» **About this exercise**: Where a line holds the word "type", copy it from the records.

* * * * *

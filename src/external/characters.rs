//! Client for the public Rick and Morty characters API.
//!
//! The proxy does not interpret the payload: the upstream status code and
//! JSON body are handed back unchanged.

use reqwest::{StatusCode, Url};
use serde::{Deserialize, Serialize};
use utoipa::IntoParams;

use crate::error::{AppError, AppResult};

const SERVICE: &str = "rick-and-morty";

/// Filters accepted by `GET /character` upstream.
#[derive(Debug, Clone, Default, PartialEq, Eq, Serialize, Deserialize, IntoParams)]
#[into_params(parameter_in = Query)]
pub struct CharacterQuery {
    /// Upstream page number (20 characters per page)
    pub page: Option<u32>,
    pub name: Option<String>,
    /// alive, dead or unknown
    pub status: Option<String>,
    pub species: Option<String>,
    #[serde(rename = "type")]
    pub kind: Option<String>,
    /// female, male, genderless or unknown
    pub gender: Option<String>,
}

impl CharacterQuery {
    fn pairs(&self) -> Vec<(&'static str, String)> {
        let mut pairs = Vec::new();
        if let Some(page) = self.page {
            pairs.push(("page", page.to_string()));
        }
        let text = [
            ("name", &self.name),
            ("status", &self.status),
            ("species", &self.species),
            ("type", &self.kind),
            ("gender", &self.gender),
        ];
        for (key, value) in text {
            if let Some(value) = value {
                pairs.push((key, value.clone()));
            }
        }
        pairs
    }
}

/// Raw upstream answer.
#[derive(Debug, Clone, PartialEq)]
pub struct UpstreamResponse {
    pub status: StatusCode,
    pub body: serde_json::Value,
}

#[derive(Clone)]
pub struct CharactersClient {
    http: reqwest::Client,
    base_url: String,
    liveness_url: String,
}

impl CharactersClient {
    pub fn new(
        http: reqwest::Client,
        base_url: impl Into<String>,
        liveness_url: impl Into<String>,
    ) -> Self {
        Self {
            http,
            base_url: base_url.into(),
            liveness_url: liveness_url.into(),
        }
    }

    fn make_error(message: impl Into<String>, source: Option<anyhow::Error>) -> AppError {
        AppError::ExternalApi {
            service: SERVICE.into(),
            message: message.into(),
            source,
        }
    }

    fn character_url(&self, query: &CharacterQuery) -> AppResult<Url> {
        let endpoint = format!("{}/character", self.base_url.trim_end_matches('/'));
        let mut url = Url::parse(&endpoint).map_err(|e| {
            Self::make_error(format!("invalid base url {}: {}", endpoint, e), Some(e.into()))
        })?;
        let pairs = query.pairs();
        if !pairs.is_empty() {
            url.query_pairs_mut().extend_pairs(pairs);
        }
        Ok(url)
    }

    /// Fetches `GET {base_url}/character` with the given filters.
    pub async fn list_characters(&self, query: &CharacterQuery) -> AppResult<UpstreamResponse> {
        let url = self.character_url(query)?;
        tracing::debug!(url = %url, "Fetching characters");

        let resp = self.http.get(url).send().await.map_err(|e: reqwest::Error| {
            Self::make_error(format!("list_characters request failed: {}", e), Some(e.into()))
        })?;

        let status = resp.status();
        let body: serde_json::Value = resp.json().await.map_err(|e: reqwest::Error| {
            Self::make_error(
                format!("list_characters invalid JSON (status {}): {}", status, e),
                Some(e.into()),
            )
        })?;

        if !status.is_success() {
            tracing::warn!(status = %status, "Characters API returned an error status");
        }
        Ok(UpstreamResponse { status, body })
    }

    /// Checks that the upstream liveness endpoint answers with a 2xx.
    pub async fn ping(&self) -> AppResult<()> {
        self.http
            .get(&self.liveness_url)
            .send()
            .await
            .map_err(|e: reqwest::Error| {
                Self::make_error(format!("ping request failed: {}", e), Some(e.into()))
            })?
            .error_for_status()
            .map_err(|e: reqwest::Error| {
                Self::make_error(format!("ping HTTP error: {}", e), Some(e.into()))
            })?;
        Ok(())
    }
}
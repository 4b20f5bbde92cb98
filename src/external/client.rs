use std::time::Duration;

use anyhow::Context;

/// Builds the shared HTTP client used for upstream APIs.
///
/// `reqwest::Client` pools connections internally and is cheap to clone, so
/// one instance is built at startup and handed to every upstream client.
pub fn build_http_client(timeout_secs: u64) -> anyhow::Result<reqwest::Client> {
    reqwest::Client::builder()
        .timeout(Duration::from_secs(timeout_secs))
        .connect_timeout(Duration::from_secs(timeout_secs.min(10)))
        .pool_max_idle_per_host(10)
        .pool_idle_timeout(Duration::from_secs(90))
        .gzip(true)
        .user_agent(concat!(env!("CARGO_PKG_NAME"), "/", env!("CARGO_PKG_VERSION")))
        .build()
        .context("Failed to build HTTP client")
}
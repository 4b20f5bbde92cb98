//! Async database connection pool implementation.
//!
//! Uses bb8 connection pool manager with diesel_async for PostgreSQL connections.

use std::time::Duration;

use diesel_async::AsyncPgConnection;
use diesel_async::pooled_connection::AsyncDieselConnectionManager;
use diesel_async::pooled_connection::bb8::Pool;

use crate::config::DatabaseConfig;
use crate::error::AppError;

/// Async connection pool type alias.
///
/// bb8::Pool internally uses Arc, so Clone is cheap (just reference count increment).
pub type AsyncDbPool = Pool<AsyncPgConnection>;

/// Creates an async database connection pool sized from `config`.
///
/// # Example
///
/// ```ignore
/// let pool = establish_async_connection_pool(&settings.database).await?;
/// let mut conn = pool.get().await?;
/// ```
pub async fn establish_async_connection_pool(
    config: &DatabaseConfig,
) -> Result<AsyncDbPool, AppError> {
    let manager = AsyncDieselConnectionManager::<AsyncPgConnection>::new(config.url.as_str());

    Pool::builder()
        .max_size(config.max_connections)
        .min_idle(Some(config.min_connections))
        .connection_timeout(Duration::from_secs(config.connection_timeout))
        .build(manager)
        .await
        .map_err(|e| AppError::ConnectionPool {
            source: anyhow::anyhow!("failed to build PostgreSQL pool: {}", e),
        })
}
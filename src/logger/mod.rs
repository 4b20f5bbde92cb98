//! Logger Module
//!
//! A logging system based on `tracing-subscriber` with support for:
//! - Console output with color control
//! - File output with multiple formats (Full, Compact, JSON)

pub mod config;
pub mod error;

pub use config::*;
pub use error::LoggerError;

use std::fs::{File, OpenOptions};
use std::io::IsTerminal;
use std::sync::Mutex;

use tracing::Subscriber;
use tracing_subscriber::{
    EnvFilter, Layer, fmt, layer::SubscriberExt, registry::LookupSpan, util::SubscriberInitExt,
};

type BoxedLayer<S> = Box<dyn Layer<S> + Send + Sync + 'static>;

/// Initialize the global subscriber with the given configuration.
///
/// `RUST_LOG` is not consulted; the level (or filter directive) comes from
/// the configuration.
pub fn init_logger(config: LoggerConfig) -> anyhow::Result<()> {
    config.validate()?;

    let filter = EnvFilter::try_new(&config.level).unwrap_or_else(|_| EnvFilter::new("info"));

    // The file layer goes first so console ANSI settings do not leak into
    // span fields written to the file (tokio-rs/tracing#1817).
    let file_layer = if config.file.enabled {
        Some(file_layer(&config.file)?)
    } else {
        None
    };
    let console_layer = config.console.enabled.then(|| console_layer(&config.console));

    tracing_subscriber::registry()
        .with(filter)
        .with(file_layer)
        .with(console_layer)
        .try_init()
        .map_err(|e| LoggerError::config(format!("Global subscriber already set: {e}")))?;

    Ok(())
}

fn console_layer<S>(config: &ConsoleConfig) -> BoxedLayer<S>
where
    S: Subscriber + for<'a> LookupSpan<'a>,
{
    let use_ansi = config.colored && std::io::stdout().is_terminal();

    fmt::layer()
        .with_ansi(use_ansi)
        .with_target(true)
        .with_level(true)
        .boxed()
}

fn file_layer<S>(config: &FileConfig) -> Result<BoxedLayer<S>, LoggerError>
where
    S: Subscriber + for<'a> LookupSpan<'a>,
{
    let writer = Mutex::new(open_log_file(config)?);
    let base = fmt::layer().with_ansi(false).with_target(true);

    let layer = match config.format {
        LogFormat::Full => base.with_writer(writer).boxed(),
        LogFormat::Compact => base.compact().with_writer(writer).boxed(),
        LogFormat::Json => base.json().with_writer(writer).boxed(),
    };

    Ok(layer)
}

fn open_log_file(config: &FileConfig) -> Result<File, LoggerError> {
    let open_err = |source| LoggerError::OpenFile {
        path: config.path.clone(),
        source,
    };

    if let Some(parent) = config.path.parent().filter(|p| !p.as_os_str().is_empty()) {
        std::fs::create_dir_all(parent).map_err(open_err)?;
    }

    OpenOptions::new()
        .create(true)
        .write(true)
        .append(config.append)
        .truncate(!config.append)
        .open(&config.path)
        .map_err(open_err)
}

* * * * *

» **Written answer**:
    #[serde(rename = "type")]
            ("type", &self.kind),
/// Async connection pool type alias.
pub type AsyncDbPool = Pool<AsyncPgConnection>;
type BoxedLayer<S> = Box<dyn Layer<S> + Send + Sync + 'static>;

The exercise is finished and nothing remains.